Like other school districts across the country, Los Angeles Unified is dealing not only with uncertainty over the Omicron variant, but also with politicized tensions over the possibility of a return to remote learning, as well as teacher shortages that have left schools scrambling.
Most students attended classes in person last fall, connecting with their friends and snatching back traces of the normalcy they lost nearly two years ago. Now, school districts across the United States are trying to chart a way forward as coronavirus case numbers break records once again.
Los Angeles public schools had one of the longest shutdowns in the country last school year. The district is ramping up safety measures, but officials there seem determined to keep the children in their classrooms.
“We know there is apprehension, and we’ve added the extra layers of protection for the return to school,” Megan K. Reilly, the interim superintendent, said in a video address on Monday. “There may be a few lines at the start of the school day and longer wait times for buses.”

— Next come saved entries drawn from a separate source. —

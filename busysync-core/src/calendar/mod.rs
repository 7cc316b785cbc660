//! Calendars stored as directories of `.ics` files.
//!
//! Each calendar is a sub-directory of the calendar root and each event lives
//! in its own file. Files written by other tools may hold several VEVENTs
//! (a master and its overrides); those are rewritten in place when one of
//! their events changes.

mod recurrence;

use std::fs;
use std::path::{Path, PathBuf};

use tracing::{debug, warn};
use uuid::Uuid;

use crate::backend::{CalendarBackend, CalendarInfo};
use crate::error::{SyncError, SyncResult};
use crate::event::{Event, EventKey, RecurrenceKey};
use crate::ics::{generate_ics, parse_events};

pub use recurrence::has_occurrences;

const MAX_FILE_NAME_SUFFIX: usize = 100;

/// One `.ics` file and the events it holds.
#[derive(Debug, Clone)]
struct EventFile {
    path: PathBuf,
    events: Vec<Event>,
}

impl EventFile {
    fn load(path: PathBuf) -> SyncResult<Self> {
        let content = fs::read_to_string(&path)?;
        let events = parse_events(&content)
            .map_err(|e| SyncError::IcsParse(format!("{}: {}", path.display(), e)))?;
        Ok(EventFile { path, events })
    }

    fn position(&self, key: &EventKey) -> Option<usize> {
        self.events.iter().position(|e| e.key() == *key)
    }

    fn save(&self) -> SyncResult<()> {
        write_atomic(&self.path, &generate_ics(&self.events))
    }
}

#[derive(Debug, Clone)]
pub struct DirectoryBackend {
    root: PathBuf,
}

impl DirectoryBackend {
    pub fn new(root: impl Into<PathBuf>) -> Self {
        DirectoryBackend { root: root.into() }
    }

    pub fn root(&self) -> &Path {
        &self.root
    }

    pub fn calendar_path(&self, calendar_id: &str) -> PathBuf {
        self.root.join(calendar_id)
    }

    /// Every calendar under the root, sorted by id.
    pub fn calendars(&self) -> Vec<CalendarInfo> {
        let Ok(entries) = fs::read_dir(&self.root) else {
            return Vec::new();
        };

        let mut calendars: Vec<CalendarInfo> = entries
            .filter_map(|entry| entry.ok())
            .map(|entry| entry.path())
            .filter(|path| path.is_dir())
            .filter_map(|path| path.file_name().and_then(|n| n.to_str()).map(str::to_string))
            .filter(|name| !name.starts_with('.'))
            .map(|name| CalendarInfo {
                display_name: name.clone(),
                id: name,
            })
            .collect();

        calendars.sort_by(|a, b| a.id.cmp(&b.id));
        calendars
    }

    fn existing_calendar(&self, calendar_id: &str) -> SyncResult<PathBuf> {
        self.ping()?;
        let path = self.calendar_path(calendar_id);
        let outside_root =
            calendar_id.is_empty() || calendar_id.starts_with('.') || calendar_id.contains(['/', '\\']);
        if outside_root || !path.is_dir() {
            return Err(SyncError::NotFound(format!("calendar '{}'", calendar_id)));
        }
        Ok(path)
    }

    /// Load every readable event file. Unparseable files are skipped, not fatal.
    fn files(&self, calendar_id: &str) -> SyncResult<Vec<EventFile>> {
        let dir = self.existing_calendar(calendar_id)?;

        let mut paths: Vec<PathBuf> = fs::read_dir(&dir)?
            .filter_map(|entry| entry.ok())
            .map(|entry| entry.path())
            .filter(|path| path.extension().is_some_and(|e| e == "ics"))
            .collect();
        paths.sort();

        Ok(paths
            .into_iter()
            .filter_map(|path| match EventFile::load(path) {
                Ok(file) => Some(file),
                Err(e) => {
                    warn!(error = %e, "skipping unreadable event file");
                    None
                }
            })
            .collect())
    }

    fn find(&self, calendar_id: &str, key: &EventKey) -> SyncResult<(EventFile, usize)> {
        self.files(calendar_id)?
            .into_iter()
            .find_map(|file| file.position(key).map(|idx| (file, idx)))
            .ok_or_else(|| SyncError::NotFound(format!("event '{}' in '{}'", key, calendar_id)))
    }

    fn unique_path_for(dir: &Path, event: &Event) -> SyncResult<PathBuf> {
        let base = file_stem_for(event);

        let candidate = dir.join(format!("{}.ics", base));
        if !candidate.exists() {
            return Ok(candidate);
        }

        for n in 2..=MAX_FILE_NAME_SUFFIX {
            let candidate = dir.join(format!("{}-{}.ics", base, n));
            if !candidate.exists() {
                return Ok(candidate);
            }
        }

        Err(SyncError::Rejected(format!(
            "Too many file name collisions for '{}'",
            base
        )))
    }
}

impl CalendarBackend for DirectoryBackend {
    fn ping(&self) -> SyncResult<()> {
        if self.root.is_dir() {
            Ok(())
        } else {
            Err(SyncError::Unreachable(format!(
                "calendar directory {} does not exist",
                self.root.display()
            )))
        }
    }

    fn calendar_info(&self, calendar_id: &str) -> SyncResult<CalendarInfo> {
        self.existing_calendar(calendar_id)?;
        Ok(CalendarInfo {
            id: calendar_id.to_string(),
            display_name: calendar_id.to_string(),
        })
    }

    fn list(&self, calendar_id: &str) -> SyncResult<Vec<Event>> {
        let events: Vec<Event> = self
            .files(calendar_id)?
            .into_iter()
            .flat_map(|file| file.events)
            .collect();
        debug!(calendar = calendar_id, count = events.len(), "listed");
        Ok(events)
    }

    fn create(&self, calendar_id: &str, event: &Event) -> SyncResult<(String, Event)> {
        let dir = self.existing_calendar(calendar_id)?;

        let mut event = event.clone();
        if event.uid.trim().is_empty() {
            event.uid = Uuid::new_v4().to_string();
        }

        let file = EventFile {
            path: Self::unique_path_for(&dir, &event)?,
            events: vec![event],
        };
        file.save()?;

        // Hand back what a later list will see
        let stored = EventFile::load(file.path)?
            .events
            .into_iter()
            .next()
            .ok_or_else(|| SyncError::IcsParse("written file holds no event".into()))?;
        Ok((stored.uid.clone(), stored))
    }

    fn modify(
        &self,
        calendar_id: &str,
        uid: &str,
        recurrence_key: Option<&RecurrenceKey>,
        event: &Event,
    ) -> SyncResult<Event> {
        let key = EventKey::new(uid, recurrence_key.cloned());
        let (mut file, idx) = self.find(calendar_id, &key)?;

        let mut replacement = event.clone();
        replacement.uid = key.uid;
        replacement.recurrence_key = key.recurrence_key;
        file.events[idx] = replacement;
        file.save()?;

        let stored = EventFile::load(file.path)?;
        stored
            .events
            .get(idx)
            .cloned()
            .ok_or_else(|| SyncError::IcsParse("rewritten file lost an event".into()))
    }

    fn delete(
        &self,
        calendar_id: &str,
        uid: &str,
        recurrence_key: Option<&RecurrenceKey>,
    ) -> SyncResult<()> {
        let key = EventKey::new(uid, recurrence_key.cloned());
        let (mut file, idx) = self.find(calendar_id, &key)?;

        file.events.remove(idx);
        if file.events.is_empty() {
            fs::remove_file(&file.path)?;
        } else {
            file.save()?;
        }
        Ok(())
    }

    fn is_writable(&self, calendar_id: &str) -> SyncResult<bool> {
        let dir = self.existing_calendar(calendar_id)?;
        Ok(!fs::metadata(dir)?.permissions().readonly())
    }

    fn has_occurrences(&self, event: &Event) -> bool {
        has_occurrences(event)
    }
}

/// File name for an event: its uid, plus the recurrence key for overrides.
fn file_stem_for(event: &Event) -> String {
    let uid = slugify(&event.uid);
    let uid = if uid.is_empty() { "event".to_string() } else { uid };

    match &event.recurrence_key {
        Some(rid) => format!("{}__{}", uid, slugify(rid.as_str())),
        None => uid,
    }
}

fn slugify(s: &str) -> String {
    s.chars()
        .map(|c| if c.is_ascii_alphanumeric() || c == '-' || c == '_' { c } else { '-' })
        .collect::<String>()
        .split('-')
        .filter(|s| !s.is_empty())
        .collect::<Vec<_>>()
        .join("-")
        .chars()
        .take(80)
        .collect()
}

fn write_atomic(path: &Path, content: &str) -> SyncResult<()> {
    let tmp = path.with_extension("ics.tmp");
    fs::write(&tmp, content)?;
    fs::rename(&tmp, path)?;
    Ok(())
}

Nazli Santana, a mother of two middle school students who will return to class on Tuesday, said she wished the district had waited a little longer. “If they could just shut it down for two more weeks, that would have been helpful,” she said.
Last week, the district issued new rules requiring testing as a condition of returning to campus, regardless of vaccination status. Schools have hosted coronavirus testing and vaccination sites for students and distributed at-home tests. Masks are required on campus. A vaccine mandate for students 12 and older was scheduled to take effect this week, but enforcement was delayed to the fall.
District data showed that during the week ending Monday, out of about 458,000 tests of students and staff members, 66,000 had come back positive for the coronavirus, a positivity rate of more than 15 percent — lower than county, state and the country averages, but still high enough to cause alarm.
“I’m worried, like a lot of parents,” said Amanda Santos, whose 7-year-old attends first grade in the district.
For months, Ms. Santos has been keeping her eye an online dashboard where the district shares data. For much of the fall semester, the weekly report for her son’s elementary school was showing only a couple of positive cases at a time. But over the winter break, she watched that number shoot up into the dozens.
That was worrisome, Ms. Santos said. But she added that schools seemed careful about safety, and good about keeping parents informed. “They’re not letting anybody who has a positive test, or who doesn’t test, on campus,” she said. “So I feel secure about that.”
Cecily Myart-Cruz, the president of the local teachers’ union, said in a statement on Monday that the district was “in a better position than most others in the country” because of the safety measures it has taken.
“This week will be stressful, and there will be disruptions,” she added. “No one has a playbook for this moment.”